### [TO DO]
From the entries below, copy out every line with "BTreeSet" in it.
⁂
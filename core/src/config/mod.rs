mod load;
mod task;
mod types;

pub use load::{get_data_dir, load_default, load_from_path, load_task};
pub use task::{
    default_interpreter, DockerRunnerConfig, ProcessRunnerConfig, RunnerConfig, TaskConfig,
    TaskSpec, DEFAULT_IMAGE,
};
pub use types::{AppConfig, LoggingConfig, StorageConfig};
⁂
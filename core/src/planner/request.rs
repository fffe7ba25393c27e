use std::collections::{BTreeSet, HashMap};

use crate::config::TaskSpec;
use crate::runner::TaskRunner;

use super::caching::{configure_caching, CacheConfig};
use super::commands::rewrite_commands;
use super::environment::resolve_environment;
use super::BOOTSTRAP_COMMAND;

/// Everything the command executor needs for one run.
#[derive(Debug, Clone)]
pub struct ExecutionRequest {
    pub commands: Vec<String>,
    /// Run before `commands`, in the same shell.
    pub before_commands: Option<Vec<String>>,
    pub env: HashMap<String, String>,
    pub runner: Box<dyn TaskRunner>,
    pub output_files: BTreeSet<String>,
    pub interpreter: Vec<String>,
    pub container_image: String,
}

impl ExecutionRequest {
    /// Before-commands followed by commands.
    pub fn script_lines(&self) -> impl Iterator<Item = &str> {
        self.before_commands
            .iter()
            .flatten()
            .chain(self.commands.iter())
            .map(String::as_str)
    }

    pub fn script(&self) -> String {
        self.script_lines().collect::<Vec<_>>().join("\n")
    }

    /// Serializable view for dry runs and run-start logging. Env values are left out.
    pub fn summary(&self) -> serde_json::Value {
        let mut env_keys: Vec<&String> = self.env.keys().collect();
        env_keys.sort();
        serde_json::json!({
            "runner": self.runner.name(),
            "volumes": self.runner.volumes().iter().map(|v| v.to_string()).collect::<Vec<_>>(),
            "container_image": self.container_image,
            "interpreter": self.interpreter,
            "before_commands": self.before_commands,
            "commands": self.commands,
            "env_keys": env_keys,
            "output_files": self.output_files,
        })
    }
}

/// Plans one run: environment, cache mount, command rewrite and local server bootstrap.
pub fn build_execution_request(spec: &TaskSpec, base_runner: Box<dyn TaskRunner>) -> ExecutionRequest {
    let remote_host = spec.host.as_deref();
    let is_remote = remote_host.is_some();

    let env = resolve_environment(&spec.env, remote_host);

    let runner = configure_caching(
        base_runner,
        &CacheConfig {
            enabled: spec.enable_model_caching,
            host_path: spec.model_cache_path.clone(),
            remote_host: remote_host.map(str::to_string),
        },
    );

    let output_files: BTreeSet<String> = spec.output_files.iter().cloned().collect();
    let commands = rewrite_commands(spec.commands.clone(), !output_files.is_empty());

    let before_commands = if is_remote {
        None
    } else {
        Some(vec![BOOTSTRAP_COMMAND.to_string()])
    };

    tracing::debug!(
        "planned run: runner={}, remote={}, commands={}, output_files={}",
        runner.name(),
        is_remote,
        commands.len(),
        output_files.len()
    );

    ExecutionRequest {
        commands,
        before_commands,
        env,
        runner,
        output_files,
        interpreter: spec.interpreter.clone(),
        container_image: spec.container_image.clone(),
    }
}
⁂
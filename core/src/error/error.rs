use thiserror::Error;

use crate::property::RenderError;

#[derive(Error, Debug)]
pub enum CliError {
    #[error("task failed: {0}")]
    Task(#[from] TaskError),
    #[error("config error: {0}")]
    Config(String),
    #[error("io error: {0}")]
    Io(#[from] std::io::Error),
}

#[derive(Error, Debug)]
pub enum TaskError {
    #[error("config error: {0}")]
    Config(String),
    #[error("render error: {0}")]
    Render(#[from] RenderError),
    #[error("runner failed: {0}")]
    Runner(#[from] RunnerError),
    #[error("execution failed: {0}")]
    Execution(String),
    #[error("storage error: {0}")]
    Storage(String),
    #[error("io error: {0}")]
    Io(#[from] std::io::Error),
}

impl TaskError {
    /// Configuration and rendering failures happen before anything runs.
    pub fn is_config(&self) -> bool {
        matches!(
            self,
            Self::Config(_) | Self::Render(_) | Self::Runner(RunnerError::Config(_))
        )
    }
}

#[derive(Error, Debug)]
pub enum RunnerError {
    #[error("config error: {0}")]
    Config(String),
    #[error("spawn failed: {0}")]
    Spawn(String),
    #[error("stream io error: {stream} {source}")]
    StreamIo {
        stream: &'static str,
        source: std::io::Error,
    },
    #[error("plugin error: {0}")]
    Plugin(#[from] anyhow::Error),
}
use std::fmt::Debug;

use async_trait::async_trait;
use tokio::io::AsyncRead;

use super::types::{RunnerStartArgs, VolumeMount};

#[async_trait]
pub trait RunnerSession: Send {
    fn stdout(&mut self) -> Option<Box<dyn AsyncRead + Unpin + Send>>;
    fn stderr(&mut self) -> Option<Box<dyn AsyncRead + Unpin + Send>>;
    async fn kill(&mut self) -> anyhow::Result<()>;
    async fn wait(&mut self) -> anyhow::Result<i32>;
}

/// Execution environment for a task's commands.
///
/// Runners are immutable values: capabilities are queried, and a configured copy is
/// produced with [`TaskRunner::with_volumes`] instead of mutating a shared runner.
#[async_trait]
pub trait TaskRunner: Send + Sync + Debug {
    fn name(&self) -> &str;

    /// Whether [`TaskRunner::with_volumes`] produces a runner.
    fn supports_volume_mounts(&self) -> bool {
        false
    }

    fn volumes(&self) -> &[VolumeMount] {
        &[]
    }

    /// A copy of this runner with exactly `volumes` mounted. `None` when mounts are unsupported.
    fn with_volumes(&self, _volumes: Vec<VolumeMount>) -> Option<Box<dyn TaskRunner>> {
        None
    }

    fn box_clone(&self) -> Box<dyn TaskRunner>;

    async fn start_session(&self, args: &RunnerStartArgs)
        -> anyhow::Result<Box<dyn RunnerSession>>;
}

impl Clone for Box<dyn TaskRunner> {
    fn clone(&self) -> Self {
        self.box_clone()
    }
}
⁂
### [WRITTEN ANSWER]
use std::collections::{BTreeSet, HashMap};
    pub output_files: BTreeSet<String>,
    let output_files: BTreeSet<String> = spec.output_files.iter().cloned().collect();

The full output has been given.